Communicate, communicate, and communicate some more. Build rapport with as many stakeholders as you can. Beyond, your team, get to know as many customers, suppliers, and people in other functional areas. Don’t spend too much time in your own silo.
Schedule a final presentation to leadership and key stakeholders at the start. Remember the advice to commit to a plan and then deliver results. Reviewing specific and relevant information with key stakeholders in advance. This is not the time to spring surprises on anyone.
About Taylor Robinson
Taylor is an operational senior executive with over 30 years of progressive leadership roles in supply chain and operational roles.
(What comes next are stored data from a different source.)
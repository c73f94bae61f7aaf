//! People service: cards on the chart.
//!
//! DESIGN
//! ======
//! Mutations update the in-memory document immediately and mark the card
//! for debounced persistence, so a drag that reports every pointer move
//! still produces one database write. Deleting a card removes its
//! connections in the same step and records their deletes too.

use canvas::consts::DEFAULT_CARD_COLOR;
use canvas::doc::{CardSize, Connection, DocError, Person, PersonPatch};
use serde::Deserialize;
use tracing::info;
use uuid::Uuid;

use crate::services::persistence::EntityKey;
use crate::services::{ErrorCode, clean_text, is_hex_color, now_ms};
use crate::state::AppState;

// =============================================================================
// TYPES
// =============================================================================

#[derive(Debug, thiserror::Error)]
pub enum PersonError {
    #[error("person not found: {0}")]
    NotFound(Uuid),
    #[error("person is locked: {0}")]
    Locked(Uuid),
    #[error("sector not found: {0}")]
    SectorNotFound(Uuid),
    #[error("invalid person: {0}")]
    Invalid(&'static str),
}

impl ErrorCode for PersonError {
    fn error_code(&self) -> &'static str {
        match self {
            Self::NotFound(_) => "E_PERSON_NOT_FOUND",
            Self::Locked(_) => "E_PERSON_LOCKED",
            Self::SectorNotFound(_) => "E_SECTOR_NOT_FOUND",
            Self::Invalid(_) => "E_PERSON_INVALID",
        }
    }
}

fn locked_or_missing(err: DocError, id: Uuid) -> PersonError {
    match err {
        DocError::PersonLocked(_) => PersonError::Locked(id),
        _ => PersonError::NotFound(id),
    }
}

/// Fields accepted when creating a card. Everything but the name is optional.
#[derive(Debug, Clone, Default, Deserialize)]
pub struct NewPerson {
    pub name: String,
    #[serde(default)]
    pub role: String,
    #[serde(default)]
    pub sector_id: Option<Uuid>,
    #[serde(default)]
    pub color: Option<String>,
    #[serde(default)]
    pub avatar_url: Option<String>,
    #[serde(default)]
    pub position_x: f64,
    #[serde(default)]
    pub position_y: f64,
    #[serde(default)]
    pub card_size: CardSize,
    #[serde(default = "default_fill_card")]
    pub fill_card: bool,
    #[serde(default)]
    pub locked: bool,
}

fn default_fill_card() -> bool {
    true
}

/// One entry of a batch move.
#[derive(Debug, Clone, Copy, Deserialize)]
pub struct PersonMove {
    pub id: Uuid,
    pub x: f64,
    pub y: f64,
}

fn check_position(x: f64, y: f64) -> Result<(), PersonError> {
    if x.is_finite() && y.is_finite() {
        Ok(())
    } else {
        Err(PersonError::Invalid("position must be finite"))
    }
}

fn check_color(color: &str) -> Result<(), PersonError> {
    if is_hex_color(color) {
        Ok(())
    } else {
        Err(PersonError::Invalid("color must be #RRGGBB"))
    }
}

// =============================================================================
// QUERIES
// =============================================================================

/// People in draw order, optionally limited to one sector.
pub async fn list_people(state: &AppState, sector: Option<Uuid>) -> Vec<Person> {
    let chart = state.chart.read().await;
    chart.doc.people_in_sector(sector).into_iter().cloned().collect()
}

/// # Errors
///
/// Returns `NotFound` if no card has this id.
pub async fn get_person(state: &AppState, id: Uuid) -> Result<Person, PersonError> {
    let chart = state.chart.read().await;
    chart.doc.person(&id).cloned().ok_or(PersonError::NotFound(id))
}

// =============================================================================
// CREATE / UPDATE
// =============================================================================

/// Create a card. The sector name is copied from `sector_id` when given.
///
/// # Errors
///
/// Returns `Invalid` for a blank name, bad color, or non-finite position,
/// and `SectorNotFound` for an unknown sector.
pub async fn create_person(state: &AppState, new: NewPerson) -> Result<Person, PersonError> {
    let name = clean_text(&new.name).ok_or(PersonError::Invalid("name is required"))?;
    check_position(new.position_x, new.position_y)?;
    let color = new.color.unwrap_or_else(|| DEFAULT_CARD_COLOR.to_owned());
    check_color(&color)?;

    let mut chart = state.chart.write().await;
    let sector = match new.sector_id {
        Some(sid) => chart.doc.sector(&sid).map(|s| s.name.clone()).ok_or(PersonError::SectorNotFound(sid))?,
        None => String::new(),
    };

    let now = now_ms();
    let person = Person {
        id: Uuid::new_v4(),
        name,
        role: new.role.trim().to_owned(),
        sector,
        sector_id: new.sector_id,
        color,
        avatar_url: new.avatar_url.filter(|u| !u.trim().is_empty()),
        position_x: new.position_x,
        position_y: new.position_y,
        card_size: new.card_size,
        fill_card: new.fill_card,
        locked: new.locked,
        created_at: now,
        updated_at: now,
    };

    chart.pending.mark_upsert(EntityKey::person(person.id));
    chart.doc.insert_person(person.clone());
    info!(person_id = %person.id, name = %person.name, "person created");
    Ok(person)
}

/// Apply a sparse edit. Changing `sector_id` also refreshes the sector name.
///
/// # Errors
///
/// Returns `NotFound`, `Locked` when a locked card would move,
/// `SectorNotFound`, or `Invalid` for bad field values.
pub async fn update_person(state: &AppState, id: Uuid, patch: PersonPatch) -> Result<Person, PersonError> {
    let mut patch = patch;
    if let Some(name) = &patch.name {
        patch.name = Some(clean_text(name).ok_or(PersonError::Invalid("name is required"))?);
    }
    if let Some(color) = &patch.color {
        check_color(color)?;
    }
    check_position(patch.position_x.unwrap_or(0.0), patch.position_y.unwrap_or(0.0))?;

    let mut chart = state.chart.write().await;
    let Some(current) = chart.doc.person(&id) else {
        return Err(PersonError::NotFound(id));
    };
    // A locked card keeps its position unless the same patch unlocks it.
    let moves = patch.position_x.is_some() || patch.position_y.is_some();
    if moves && current.locked && patch.locked != Some(false) {
        return Err(PersonError::Locked(id));
    }
    match patch.sector_id {
        Some(Some(sid)) => {
            let name = chart.doc.sector(&sid).map(|s| s.name.clone()).ok_or(PersonError::SectorNotFound(sid))?;
            patch.sector = Some(name);
        }
        Some(None) => patch.sector = Some(String::new()),
        None => {}
    }

    chart.doc.apply_person_patch(&id, &patch);
    let person = chart.doc.person_mut(&id).ok_or(PersonError::NotFound(id))?;
    person.updated_at = now_ms();
    let updated = person.clone();
    chart.pending.mark_upsert(EntityKey::person(id));
    Ok(updated)
}

// =============================================================================
// MOVE
// =============================================================================

/// Move one card. Called for every drag event; the write is debounced.
///
/// # Errors
///
/// Returns `NotFound`, `Locked`, or `Invalid` for a non-finite position.
pub async fn move_person(state: &AppState, id: Uuid, x: f64, y: f64) -> Result<Person, PersonError> {
    check_position(x, y)?;
    let mut chart = state.chart.write().await;
    chart.doc.move_person(&id, x, y).map_err(|e| locked_or_missing(e, id))?;
    let person = chart.doc.person_mut(&id).ok_or(PersonError::NotFound(id))?;
    person.updated_at = now_ms();
    let moved = person.clone();
    chart.pending.mark_upsert(EntityKey::person(id));
    Ok(moved)
}

/// Move several cards at once (multi-selection drag). All or nothing.
///
/// # Errors
///
/// Fails on the first unknown, locked, or non-finite entry without moving anything.
pub async fn move_people(state: &AppState, moves: &[PersonMove]) -> Result<Vec<Person>, PersonError> {
    for m in moves {
        check_position(m.x, m.y)?;
    }

    let mut chart = state.chart.write().await;
    for m in moves {
        match chart.doc.person(&m.id) {
            None => return Err(PersonError::NotFound(m.id)),
            Some(p) if p.locked => return Err(PersonError::Locked(m.id)),
            Some(_) => {}
        }
    }

    let now = now_ms();
    let mut moved = Vec::with_capacity(moves.len());
    for m in moves {
        chart.doc.move_person(&m.id, m.x, m.y).map_err(|e| locked_or_missing(e, m.id))?;
        if let Some(p) = chart.doc.person_mut(&m.id) {
            p.updated_at = now;
            moved.push(p.clone());
        }
        chart.pending.mark_upsert(EntityKey::person(m.id));
    }
    Ok(moved)
}

// =============================================================================
// DELETE
// =============================================================================

/// Delete a card and every connection touching it.
///
/// Returns the removed card and the removed connections.
///
/// # Errors
///
/// Returns `NotFound` if no card has this id.
pub async fn delete_person(state: &AppState, id: Uuid) -> Result<(Person, Vec<Connection>), PersonError> {
    let mut chart = state.chart.write().await;
    let (person, connections) = chart.doc.remove_person(&id).ok_or(PersonError::NotFound(id))?;
    for conn in &connections {
        chart.pending.mark_delete(EntityKey::connection(conn.id));
    }
    chart.pending.mark_delete(EntityKey::person(id));
    info!(person_id = %id, connections = connections.len(), "person deleted");
    Ok((person, connections))
}

#[cfg(test)]
#[path = "people_test.rs"]
mod tests;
He gained his leadership experience and skills at market-leading companies including Honda, Honeywell, HJ Heinz, Watts Water, and Northern Power Systems. He was brought into several of these companies to lead major organizational transformations, enabling both revenue and profitability improvements. Taylor is recognized as a servant leader who can manage both the implementation of strategic plans and solving the tactical challenges in sourcing, supply chain, logistics, and operations.